I’m no expert but after being mom and hanging out with other moms for almost a decade, kids, in general, do go to their mother’s first. Knowing that and the strength it took to get to that point….to be the one….is one of the things that can keep us mothers fighting and plowing forward with the optimism our children, and we, need.
This is hard. So hard. How can we make it better? By being there. Acknowledging that while this shit sucks, we can work together (socially distanced, of course) to support and help each other fight through. I don’t know where I’d be if it wasn’t for that core group of mothers who have offered to have her stay with them for the day while I work. It saves her from another day quarantined in my office. Little gestures like that mean the world.
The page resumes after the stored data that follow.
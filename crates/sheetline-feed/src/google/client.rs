//! Google Sheets list-feed client.
//!
//! Fetches `.../feeds/list/<key>/1/public/values?alt=json` over HTTP and
//! decodes it into a [`FeedDocument`].

use reqwest::StatusCode;
use sheetline_core::SpreadsheetLocator;
use tracing::debug;
use url::Url;

use super::config::GoogleSheetsConfig;
use crate::error::{SourceError, SourceResult};
use crate::raw_entry::FeedDocument;
use crate::source::{BoxFuture, FeedSource};

const SOURCE_NAME: &str = "google";

/// Feed source backed by the public Google Sheets list feed.
#[derive(Debug)]
pub struct GoogleSheetsSource {
    http_client: reqwest::Client,
    config: GoogleSheetsConfig,
}

impl GoogleSheetsSource {
    /// Creates a new source.
    ///
    /// # Errors
    ///
    /// Returns a configuration error if the HTTP client cannot be built.
    pub fn new(config: GoogleSheetsConfig) -> SourceResult<Self> {
        let http_client = reqwest::Client::builder()
            .timeout(config.timeout)
            .user_agent(config.user_agent.clone())
            .build()
            .map_err(|e| {
                SourceError::configuration(format!("failed to create HTTP client: {}", e))
                    .with_source_name(SOURCE_NAME)
                    .with_cause(e)
            })?;

        Ok(Self {
            http_client,
            config,
        })
    }

    /// Returns the source configuration.
    pub fn config(&self) -> &GoogleSheetsConfig {
        &self.config
    }

    async fn fetch(&self, url: &Url) -> SourceResult<FeedDocument> {
        debug!(%url, "fetching list feed");

        let response = self
            .http_client
            .get(url.clone())
            .send()
            .await
            .map_err(|e| {
                let message = if e.is_timeout() {
                    "request timeout".to_string()
                } else if e.is_connect() {
                    format!("connection failed: {}", e)
                } else {
                    format!("request failed: {}", e)
                };
                SourceError::network(message).with_cause(e)
            })?;

        let status = response.status();

        if status == StatusCode::TOO_MANY_REQUESTS {
            let retry_after = response
                .headers()
                .get(reqwest::header::RETRY_AFTER)
                .and_then(|v| v.to_str().ok())
                .and_then(|s| s.parse::<u64>().ok());
            return Err(SourceError::rate_limited(format!(
                "rate limit exceeded{}",
                retry_after
                    .map(|s| format!(", retry after {} seconds", s))
                    .unwrap_or_default()
            )));
        }

        if status == StatusCode::NOT_FOUND {
            return Err(SourceError::not_found(
                "spreadsheet not found; is it published to the web?",
            ));
        }

        if status == StatusCode::UNAUTHORIZED || status == StatusCode::FORBIDDEN {
            return Err(SourceError::access_denied(
                "spreadsheet is private; publish it to the web first",
            ));
        }

        if !status.is_success() {
            let body = response.text().await.unwrap_or_default();
            return Err(SourceError::server(format!("feed error ({}): {}", status, body)));
        }

        let body = response
            .text()
            .await
            .map_err(|e| SourceError::network(format!("failed to read response: {}", e)))?;

        let feed = FeedDocument::from_json(&body)?;
        debug!(rows = feed.len(), "fetched list feed");
        Ok(feed)
    }
}

impl FeedSource for GoogleSheetsSource {
    fn name(&self) -> &str {
        SOURCE_NAME
    }

    fn feed_url(&self, locator: &SpreadsheetLocator) -> Url {
        locator.feed_url(&self.config.base_url)
    }

    fn fetch_feed<'a>(&'a self, url: &'a Url) -> BoxFuture<'a, SourceResult<FeedDocument>> {
        Box::pin(async move {
            self.fetch(url)
                .await
                .map_err(|e| e.with_source_name(SOURCE_NAME))
        })
    }
}

#[cfg(test)]
mod tests {
    use super::*;
    use crate::error::SourceErrorCode;

    #[test]
    fn feed_url_uses_configured_base() {
        let config = GoogleSheetsConfig::new()
            .with_base_url("http://127.0.0.1:9/")
            .unwrap();
        let source = GoogleSheetsSource::new(config).unwrap();
        let url = source.feed_url(&SpreadsheetLocator::new("abc"));
        assert_eq!(
            url.as_str(),
            "http://127.0.0.1:9/feeds/list/abc/1/public/values?alt=json"
        );
        assert_eq!(source.name(), "google");
    }

    /// Returns a base URL on a local port that nothing listens on.
    fn closed_port_base() -> String {
        let listener = std::net::TcpListener::bind("127.0.0.1:0").unwrap();
        let port = listener.local_addr().unwrap().port();
        drop(listener);
        format!("http://127.0.0.1:{}/", port)
    }

    #[tokio::test]
    async fn unreachable_host_is_network_error() {
        let config = GoogleSheetsConfig::new()
            .with_base_url(&closed_port_base())
            .unwrap()
            .with_timeout(std::time::Duration::from_secs(2));
        let source = GoogleSheetsSource::new(config).unwrap();
        let url = source.feed_url(&SpreadsheetLocator::new("abc"));

        let err = source.fetch_feed(&url).await.unwrap_err();
        assert_eq!(err.code(), SourceErrorCode::NetworkError);
        assert!(err.is_retryable());
        assert_eq!(err.source_name(), Some("google"));
    }
}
Maybe that’s it. In this era of world-turned-upside-down chaos, it’s the little things, the kind gestures that will save us.….as well as wearing a mask, social distancing, staying at home, being kind to each other.
I only share this because beneath so many of our friends’ beautifully curated Instagram feeds and Facebook posts, there’s the reality that we’re all just trying to make it through the day during this ridiculous time that has forever changed us. Don't let the façade of social media or the veneer of someone say she is "GREAT!" fool you. Many of us are fighting the good fight. And we need to fight together. We’re all going through it. Doesn’t matter if you’re single, married, divorced, separated, wealthy, poor or somewhere in the middle the challenge is so real. Real in a way we didn’t know it could be.
What is also real is that we don’t know when this cycle of working/teaching/trying to keep it together will end. The one thing we know is that parenting never ends. If the pandemic isn’t going to disrupt our careers, we’ll need to keep fighting in lock step with the parents and moms who work, don’t work, work part-time, whatever. If we can do so as a team, though, perhaps it will make the battle a bit easier.
I hope.
Stay supportive. Stay safe. Be kind. #WearADamnMask.